米アテア・ファーマシューティカルズはこのほど、スイス・ロシュと開発中の新型コロナウイルス感染症治療薬「AT-527」の第3相臨床試験(P3)設定を変更すると発表した。P2で主要評価項目を達成できなかったことを受け、対象患者や有効性の評価ポイントなどを見直した。来年下期に結果が出る予定。日本も中外製薬を通じ、試験に参加している。

 両社は軽症患者を中心とする外来患者対象のP2を実施。全体ではプラセボ群よりウイルス量を減少させることができなかった。だが重症化リスクが高い患者に限定すると減少傾向は認められたことなどから、すでに開始していたP3の設定を変更する。

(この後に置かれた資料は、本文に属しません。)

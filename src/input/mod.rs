//! Input processing module
//! Handles file detection, text extraction, and input management

pub mod file_detector;
pub mod text_extractor;
pub mod manager;

pub use manager::InputManager;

 対象患者は、外来の軽症・中等症患者のうち重症化リスクがある患者に限定する。主要評価項目は症状改善までにかかった日数としていたが、入院・死亡した患者の比率に変更。1日2回を5日間服用する用法は変えないが、用量を2倍にする。目標症例数も約1600人に増やす。

 同じ作用機序で開発が先行する米メルクの「モルヌピラビル」や米ファイザーの開発品なども、同様の対象患者や主要評価項目の設定でP3を実施している。